GIVEN ENTRIES START

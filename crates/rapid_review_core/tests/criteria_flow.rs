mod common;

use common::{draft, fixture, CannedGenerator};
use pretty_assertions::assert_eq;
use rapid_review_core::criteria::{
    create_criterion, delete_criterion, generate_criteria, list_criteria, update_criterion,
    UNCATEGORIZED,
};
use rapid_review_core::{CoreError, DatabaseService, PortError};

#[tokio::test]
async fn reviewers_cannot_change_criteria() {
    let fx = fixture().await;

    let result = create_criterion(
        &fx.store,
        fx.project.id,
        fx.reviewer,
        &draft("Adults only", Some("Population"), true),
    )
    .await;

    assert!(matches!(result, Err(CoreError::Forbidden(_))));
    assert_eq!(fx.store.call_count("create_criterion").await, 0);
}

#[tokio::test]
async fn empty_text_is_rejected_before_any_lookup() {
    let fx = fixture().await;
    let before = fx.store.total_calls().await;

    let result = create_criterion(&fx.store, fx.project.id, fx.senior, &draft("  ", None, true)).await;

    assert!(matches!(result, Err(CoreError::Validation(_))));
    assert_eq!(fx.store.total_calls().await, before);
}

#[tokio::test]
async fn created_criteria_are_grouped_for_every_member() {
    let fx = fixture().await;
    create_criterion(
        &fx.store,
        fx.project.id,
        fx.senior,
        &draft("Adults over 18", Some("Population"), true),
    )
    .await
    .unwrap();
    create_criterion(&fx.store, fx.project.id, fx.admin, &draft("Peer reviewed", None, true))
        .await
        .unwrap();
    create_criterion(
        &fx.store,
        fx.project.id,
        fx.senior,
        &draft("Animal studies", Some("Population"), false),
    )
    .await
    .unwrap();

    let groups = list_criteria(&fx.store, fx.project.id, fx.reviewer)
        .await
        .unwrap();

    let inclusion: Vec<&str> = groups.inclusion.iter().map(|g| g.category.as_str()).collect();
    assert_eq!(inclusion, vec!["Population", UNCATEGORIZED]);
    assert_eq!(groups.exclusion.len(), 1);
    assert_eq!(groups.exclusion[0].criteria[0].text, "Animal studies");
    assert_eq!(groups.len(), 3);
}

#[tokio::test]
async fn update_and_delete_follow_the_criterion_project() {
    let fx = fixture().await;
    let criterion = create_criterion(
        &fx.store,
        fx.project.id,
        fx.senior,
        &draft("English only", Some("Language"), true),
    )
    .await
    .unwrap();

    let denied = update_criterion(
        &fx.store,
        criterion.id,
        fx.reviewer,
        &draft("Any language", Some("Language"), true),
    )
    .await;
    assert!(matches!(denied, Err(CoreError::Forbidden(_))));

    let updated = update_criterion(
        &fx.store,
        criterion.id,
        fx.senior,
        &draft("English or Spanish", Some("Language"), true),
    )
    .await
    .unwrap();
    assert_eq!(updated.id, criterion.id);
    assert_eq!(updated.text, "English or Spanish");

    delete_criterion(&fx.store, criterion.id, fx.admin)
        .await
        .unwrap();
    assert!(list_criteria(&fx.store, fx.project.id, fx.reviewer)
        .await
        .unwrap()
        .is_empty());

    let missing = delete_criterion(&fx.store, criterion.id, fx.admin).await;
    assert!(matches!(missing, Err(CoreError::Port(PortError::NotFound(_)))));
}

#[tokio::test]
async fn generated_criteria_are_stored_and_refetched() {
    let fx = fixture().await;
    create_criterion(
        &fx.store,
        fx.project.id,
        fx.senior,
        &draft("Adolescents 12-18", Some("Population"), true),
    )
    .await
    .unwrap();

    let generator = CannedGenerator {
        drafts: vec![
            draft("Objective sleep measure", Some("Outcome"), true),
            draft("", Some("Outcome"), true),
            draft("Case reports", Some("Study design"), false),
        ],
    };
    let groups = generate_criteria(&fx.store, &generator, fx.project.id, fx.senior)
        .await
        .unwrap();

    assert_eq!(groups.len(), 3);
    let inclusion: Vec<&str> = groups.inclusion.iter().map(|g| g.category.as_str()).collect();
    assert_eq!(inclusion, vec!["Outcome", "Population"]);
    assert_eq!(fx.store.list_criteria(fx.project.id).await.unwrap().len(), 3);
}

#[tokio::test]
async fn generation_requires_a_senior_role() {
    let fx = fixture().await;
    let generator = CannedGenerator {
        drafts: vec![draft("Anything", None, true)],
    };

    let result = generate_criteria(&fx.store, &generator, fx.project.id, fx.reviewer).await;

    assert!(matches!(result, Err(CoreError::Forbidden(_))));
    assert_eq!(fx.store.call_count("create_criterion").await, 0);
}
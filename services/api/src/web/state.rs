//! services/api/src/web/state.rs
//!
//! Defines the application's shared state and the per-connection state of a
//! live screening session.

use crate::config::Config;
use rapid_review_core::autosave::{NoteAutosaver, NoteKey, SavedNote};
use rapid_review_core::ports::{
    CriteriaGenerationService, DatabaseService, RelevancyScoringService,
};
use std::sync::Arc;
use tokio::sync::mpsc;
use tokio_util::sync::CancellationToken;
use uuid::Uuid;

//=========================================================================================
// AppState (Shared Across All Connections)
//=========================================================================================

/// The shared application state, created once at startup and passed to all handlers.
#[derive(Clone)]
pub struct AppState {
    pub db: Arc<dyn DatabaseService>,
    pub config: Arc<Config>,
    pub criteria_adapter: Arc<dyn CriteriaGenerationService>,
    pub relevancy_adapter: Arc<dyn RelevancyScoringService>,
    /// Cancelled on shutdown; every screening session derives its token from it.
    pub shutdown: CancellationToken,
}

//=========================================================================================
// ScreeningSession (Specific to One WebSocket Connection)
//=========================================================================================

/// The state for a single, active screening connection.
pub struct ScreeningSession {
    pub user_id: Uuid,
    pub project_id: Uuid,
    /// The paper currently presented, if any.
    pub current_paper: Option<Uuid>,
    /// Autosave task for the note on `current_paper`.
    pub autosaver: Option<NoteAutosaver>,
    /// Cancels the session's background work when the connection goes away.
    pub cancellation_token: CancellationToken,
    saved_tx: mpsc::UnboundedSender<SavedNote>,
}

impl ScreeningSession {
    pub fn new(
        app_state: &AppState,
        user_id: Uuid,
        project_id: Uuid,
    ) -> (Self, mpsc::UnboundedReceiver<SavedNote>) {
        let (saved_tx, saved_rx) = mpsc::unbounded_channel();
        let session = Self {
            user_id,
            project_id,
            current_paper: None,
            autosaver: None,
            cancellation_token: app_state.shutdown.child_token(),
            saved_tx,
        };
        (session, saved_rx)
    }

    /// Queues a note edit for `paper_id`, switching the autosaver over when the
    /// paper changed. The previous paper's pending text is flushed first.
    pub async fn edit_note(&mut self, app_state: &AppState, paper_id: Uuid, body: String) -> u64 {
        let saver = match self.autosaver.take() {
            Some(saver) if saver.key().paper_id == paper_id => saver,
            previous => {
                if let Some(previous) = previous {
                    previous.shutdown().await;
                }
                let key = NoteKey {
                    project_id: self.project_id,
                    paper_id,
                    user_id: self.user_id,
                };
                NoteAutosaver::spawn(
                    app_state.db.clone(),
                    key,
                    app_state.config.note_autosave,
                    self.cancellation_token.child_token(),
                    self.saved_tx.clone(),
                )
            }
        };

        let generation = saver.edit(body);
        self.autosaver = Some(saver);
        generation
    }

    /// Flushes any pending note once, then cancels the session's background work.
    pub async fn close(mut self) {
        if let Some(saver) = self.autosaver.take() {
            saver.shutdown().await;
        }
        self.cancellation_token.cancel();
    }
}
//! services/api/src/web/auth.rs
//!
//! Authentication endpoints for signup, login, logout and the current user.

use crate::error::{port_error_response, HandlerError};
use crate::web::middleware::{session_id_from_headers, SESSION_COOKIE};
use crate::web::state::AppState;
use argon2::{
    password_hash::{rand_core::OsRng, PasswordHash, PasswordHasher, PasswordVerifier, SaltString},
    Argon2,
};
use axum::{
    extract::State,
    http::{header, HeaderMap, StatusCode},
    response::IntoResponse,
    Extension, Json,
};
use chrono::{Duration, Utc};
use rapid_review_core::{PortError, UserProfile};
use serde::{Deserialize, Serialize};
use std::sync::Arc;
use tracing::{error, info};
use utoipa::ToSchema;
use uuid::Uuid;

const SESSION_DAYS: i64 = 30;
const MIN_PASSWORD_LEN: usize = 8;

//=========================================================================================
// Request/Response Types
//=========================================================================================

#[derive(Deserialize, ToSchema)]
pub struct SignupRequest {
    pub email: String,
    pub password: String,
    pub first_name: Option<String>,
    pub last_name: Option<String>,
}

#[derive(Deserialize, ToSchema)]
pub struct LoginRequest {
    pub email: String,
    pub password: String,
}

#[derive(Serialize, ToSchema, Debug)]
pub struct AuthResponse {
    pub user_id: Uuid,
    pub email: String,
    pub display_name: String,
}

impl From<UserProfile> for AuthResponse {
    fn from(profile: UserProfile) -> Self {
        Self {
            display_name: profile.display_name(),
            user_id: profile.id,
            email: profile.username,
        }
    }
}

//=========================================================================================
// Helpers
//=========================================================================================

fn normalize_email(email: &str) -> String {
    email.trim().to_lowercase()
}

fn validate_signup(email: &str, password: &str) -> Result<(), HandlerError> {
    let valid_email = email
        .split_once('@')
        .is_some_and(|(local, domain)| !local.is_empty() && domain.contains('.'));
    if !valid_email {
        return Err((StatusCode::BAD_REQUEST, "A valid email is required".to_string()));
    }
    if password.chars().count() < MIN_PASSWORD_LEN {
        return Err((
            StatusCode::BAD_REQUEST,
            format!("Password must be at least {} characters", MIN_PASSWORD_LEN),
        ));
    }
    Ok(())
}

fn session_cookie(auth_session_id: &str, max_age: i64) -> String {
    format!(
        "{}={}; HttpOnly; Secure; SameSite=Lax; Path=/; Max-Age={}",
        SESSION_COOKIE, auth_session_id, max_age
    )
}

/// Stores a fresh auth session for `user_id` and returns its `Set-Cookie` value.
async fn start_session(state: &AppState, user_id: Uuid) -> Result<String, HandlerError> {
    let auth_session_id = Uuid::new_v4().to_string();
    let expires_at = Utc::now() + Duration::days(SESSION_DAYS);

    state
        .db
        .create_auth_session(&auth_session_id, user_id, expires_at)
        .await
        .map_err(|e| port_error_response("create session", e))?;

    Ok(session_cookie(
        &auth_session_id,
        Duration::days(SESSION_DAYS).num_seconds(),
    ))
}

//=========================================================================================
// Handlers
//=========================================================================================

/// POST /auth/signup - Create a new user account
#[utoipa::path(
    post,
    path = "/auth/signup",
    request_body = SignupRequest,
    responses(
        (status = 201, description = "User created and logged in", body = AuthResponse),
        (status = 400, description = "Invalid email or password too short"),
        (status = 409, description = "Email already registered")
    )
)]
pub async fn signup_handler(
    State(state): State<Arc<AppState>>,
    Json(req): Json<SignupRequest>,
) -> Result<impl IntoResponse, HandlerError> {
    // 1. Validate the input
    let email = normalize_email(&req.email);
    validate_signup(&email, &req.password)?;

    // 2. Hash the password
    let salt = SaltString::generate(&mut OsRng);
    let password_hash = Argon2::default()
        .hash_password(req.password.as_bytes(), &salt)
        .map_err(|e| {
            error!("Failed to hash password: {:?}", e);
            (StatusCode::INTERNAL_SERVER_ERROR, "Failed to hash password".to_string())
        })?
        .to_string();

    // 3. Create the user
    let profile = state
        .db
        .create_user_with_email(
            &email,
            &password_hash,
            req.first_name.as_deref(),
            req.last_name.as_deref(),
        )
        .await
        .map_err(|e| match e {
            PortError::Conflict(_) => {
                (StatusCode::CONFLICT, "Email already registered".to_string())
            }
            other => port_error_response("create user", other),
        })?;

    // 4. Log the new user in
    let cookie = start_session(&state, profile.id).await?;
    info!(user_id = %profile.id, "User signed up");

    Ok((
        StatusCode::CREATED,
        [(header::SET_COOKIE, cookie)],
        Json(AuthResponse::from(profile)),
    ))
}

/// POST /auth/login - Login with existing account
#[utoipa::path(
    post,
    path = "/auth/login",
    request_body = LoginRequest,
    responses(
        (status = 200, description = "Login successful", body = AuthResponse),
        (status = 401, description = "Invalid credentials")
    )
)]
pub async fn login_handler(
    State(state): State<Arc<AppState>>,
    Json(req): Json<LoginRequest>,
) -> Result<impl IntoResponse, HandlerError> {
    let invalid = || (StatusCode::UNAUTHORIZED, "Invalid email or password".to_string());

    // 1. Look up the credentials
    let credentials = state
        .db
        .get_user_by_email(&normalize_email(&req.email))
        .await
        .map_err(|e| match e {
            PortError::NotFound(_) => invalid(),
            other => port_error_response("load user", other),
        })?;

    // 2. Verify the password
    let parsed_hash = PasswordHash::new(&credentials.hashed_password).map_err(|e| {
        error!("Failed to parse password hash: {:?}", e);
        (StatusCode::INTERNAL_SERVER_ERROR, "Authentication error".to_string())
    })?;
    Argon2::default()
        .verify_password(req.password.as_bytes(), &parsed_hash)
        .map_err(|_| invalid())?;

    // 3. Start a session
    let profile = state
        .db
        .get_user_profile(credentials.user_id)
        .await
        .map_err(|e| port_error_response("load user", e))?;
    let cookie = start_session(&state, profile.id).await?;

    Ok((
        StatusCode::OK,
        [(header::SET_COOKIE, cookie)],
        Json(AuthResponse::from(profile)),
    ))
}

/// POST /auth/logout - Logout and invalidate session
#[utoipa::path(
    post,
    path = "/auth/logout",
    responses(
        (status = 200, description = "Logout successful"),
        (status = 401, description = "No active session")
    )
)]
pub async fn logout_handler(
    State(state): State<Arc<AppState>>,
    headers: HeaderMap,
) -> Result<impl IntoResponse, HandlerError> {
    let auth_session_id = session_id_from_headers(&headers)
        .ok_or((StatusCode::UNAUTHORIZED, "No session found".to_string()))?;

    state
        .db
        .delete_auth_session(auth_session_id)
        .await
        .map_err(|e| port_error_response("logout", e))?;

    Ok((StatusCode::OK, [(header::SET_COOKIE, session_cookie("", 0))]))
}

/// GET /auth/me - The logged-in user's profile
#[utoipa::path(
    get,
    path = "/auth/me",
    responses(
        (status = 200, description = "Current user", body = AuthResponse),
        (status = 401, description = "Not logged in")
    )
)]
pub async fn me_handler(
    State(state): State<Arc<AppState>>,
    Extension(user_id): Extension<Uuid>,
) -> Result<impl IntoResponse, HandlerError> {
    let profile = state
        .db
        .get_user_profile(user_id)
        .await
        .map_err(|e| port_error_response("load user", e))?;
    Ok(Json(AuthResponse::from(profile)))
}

GIVEN ENTRIES END

▸ **TASK INSTRUCTIONS**
Check each line of the listing above for the word "exclusion". Then state how many lines have it, and nothing further.

▸ **YOUR RESPONSE**
2